*What to do*
Count the lines holding the string "values" in the records, and give only the count.

*Task material*
§

//! Test utilities for building LAMMPS log files
#![allow(dead_code)]

use std::fmt::Write as _;
use std::fs;
use std::path::PathBuf;
use tempfile::TempDir;

/// Builder for creating LAMMPS log text
pub struct ThermoLogBuilder {
    text: String,
}

impl ThermoLogBuilder {
    /// Create a builder with a typical LAMMPS banner and setup commands
    pub fn new() -> Self {
        Self::empty()
            .line("LAMMPS (2 Aug 2023 - Update 1)")
            .line("  using 1 OpenMP thread(s) per MPI task")
            .line("units           lj")
            .line("atom_style      atomic")
            .line("lattice         fcc 0.8442")
            .line("region          box block 0 10 0 10 0 10")
            .line("create_box      1 box")
            .line("Created orthogonal box = (0 0 0) to (16.795962 16.795962 16.795962)")
            .line("mass            1 1.0")
            .line("velocity        all create 3.0 87287 loop geom")
            .line("fix             1 all nve")
    }

    /// Create a builder with no preamble
    pub fn empty() -> Self {
        Self {
            text: String::new(),
        }
    }

    /// Append a raw line
    pub fn line(mut self, line: &str) -> Self {
        self.text.push_str(line);
        self.text.push('\n');
        self
    }

    /// Append `count` empty lines
    pub fn blank(mut self, count: usize) -> Self {
        for _ in 0..count {
            self.text.push('\n');
        }
        self
    }

    /// Append a `thermo_style custom ...` directive
    pub fn thermo_style(self, columns: &[&str]) -> Self {
        self.line(&format!("thermo_style    custom {}", columns.join(" ")))
    }

    /// Append a `thermo N` directive
    pub fn thermo(self, every: u64) -> Self {
        self.line(&format!("thermo          {}", every))
    }

    /// Append a `run N` directive followed by the usual setup chatter
    pub fn run(self, steps: u64) -> Self {
        self.line(&format!("run             {}", steps))
            .line("Generated 0 of 0 mixed pair_coeff terms from geometric mixing rule")
            .line("Neighbor list info ...")
            .line("  update: every = 20 steps, delay = 0 steps, check = no")
            .line("Setting up Verlet run ...")
            .line("  Unit style    : lj")
            .line("Per MPI rank memory allocation (min/avg/max) = 2.706 | 2.706 | 2.706 Mbytes")
    }

    /// Append the column title line LAMMPS prints above the table
    pub fn titles(self, columns: &[&str]) -> Self {
        self.line(&columns.join(" "))
    }

    /// Append one data row
    pub fn row(mut self, values: &[f64]) -> Self {
        let mut line = String::new();
        for v in values {
            write!(line, " {:>14}", v).unwrap();
        }
        self.text.push_str(&line);
        self.text.push('\n');
        self
    }

    /// Append `count` rows of `width` columns; see [`sample_value`]
    pub fn rows(mut self, count: usize, every: u64, width: usize) -> Self {
        for i in 0..count {
            let values: Vec<f64> = (0..width).map(|c| sample_value(i, every, c)).collect();
            self = self.row(&values);
        }
        self
    }

    /// Append the timing summary LAMMPS prints after a run
    pub fn loop_summary(self, steps: u64) -> Self {
        self.line(&format!(
            "Loop time of 0.462 on 1 procs for {} steps with 4000 atoms",
            steps
        ))
        .blank(1)
        .line("Performance: 935064.935 tau/day, 2164.502 timesteps/s")
        .line("Total wall time: 0:00:00")
    }

    pub fn build(self) -> String {
        self.text
    }

    /// Write the log into a fresh temporary directory
    pub fn write(self) -> (TempDir, PathBuf) {
        let dir = tempfile::tempdir().unwrap();
        let path = dir.path().join("log.lammps");
        fs::write(&path, self.text).unwrap();
        (dir, path)
    }
}

/// Value in row `row`, column `col` of a generated table.
///
/// Column 0 is the step number; other columns are simple functions of the row.
pub fn sample_value(row: usize, every: u64, col: usize) -> f64 {
    if col == 0 {
        (row as u64 * every) as f64
    } else {
        row as f64 * col as f64 + 0.5
    }
}

/// A complete well-formed log: `run 1000`, `thermo 100`, columns step/temp/press,
/// 11 rows, then two blank lines ending the file.
pub fn standard_log() -> ThermoLogBuilder {
    ThermoLogBuilder::new()
        .thermo_style(&["step", "temp", "press"])
        .thermo(100)
        .run(1000)
        .titles(&["Step", "Temp", "Press"])
        .rows(11, 100, 3)
        .blank(2)
}

pub fn init_logging() {
    let _ = env_logger::builder().is_test(true).try_init();
}
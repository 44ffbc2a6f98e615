//! Error types for the LAMMPS log parser library.

use std::path::PathBuf;
use thiserror::Error;

/// Result type alias for log parsing operations.
pub type Result<T> = std::result::Result<T, Error>;

/// Errors that can occur when parsing a log or building a [`LogRecord`](crate::LogRecord).
#[derive(Debug, Error)]
pub enum Error {
    /// The input path could not be opened
    #[error("Cannot open log file {}: {source}", path.display())]
    FileNotFound {
        path: PathBuf,
        #[source]
        source: std::io::Error,
    },

    /// I/O error while reading an opened file
    #[error("I/O error: {0}")]
    Io(#[from] std::io::Error),

    /// The log text does not describe a readable thermo table
    #[error("Parse error: {0}")]
    Parse(#[from] ParseError),

    /// An average was requested for a column with no samples
    #[error("Column '{0}' has no samples to average")]
    EmptyColumn(String),

    /// Columns and averages that do not form a valid record
    #[error("Invalid record: {0}")]
    InvalidRecord(String),

    /// JSON encoding/decoding error
    #[error("JSON error: {0}")]
    Json(#[from] serde_json::Error),
}

/// The specific way a log failed to parse.
#[derive(Debug, Clone, PartialEq, Eq, Error)]
pub enum ParseError {
    /// No `run N` directive before the end of the file, so no data row was ever recognised.
    #[error("no 'run' directive found before the thermo table")]
    MissingRunLength,

    #[error("no 'thermo' directive found before the thermo table")]
    MissingSaveFrequency,

    #[error("'thermo 0' gives no sampling interval to size the table with")]
    ZeroSaveFrequency,

    #[error("no 'thermo_style' directive naming the output columns")]
    MissingSchema,

    /// A row inside the table extent held a token that is not a number.
    #[error("line {line}: '{token}' is not a number")]
    MalformedRow { line: usize, token: String },

    #[error("line {line}: expected {expected} columns, found {found}")]
    ColumnCountMismatch {
        line: usize,
        expected: usize,
        found: usize,
    },

    /// Fewer data rows than `run / thermo + 1` before the end of the file.
    #[error("expected {expected} data rows, only {available} available")]
    RowCountMismatch { expected: usize, available: usize },
}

§

*Response box*
4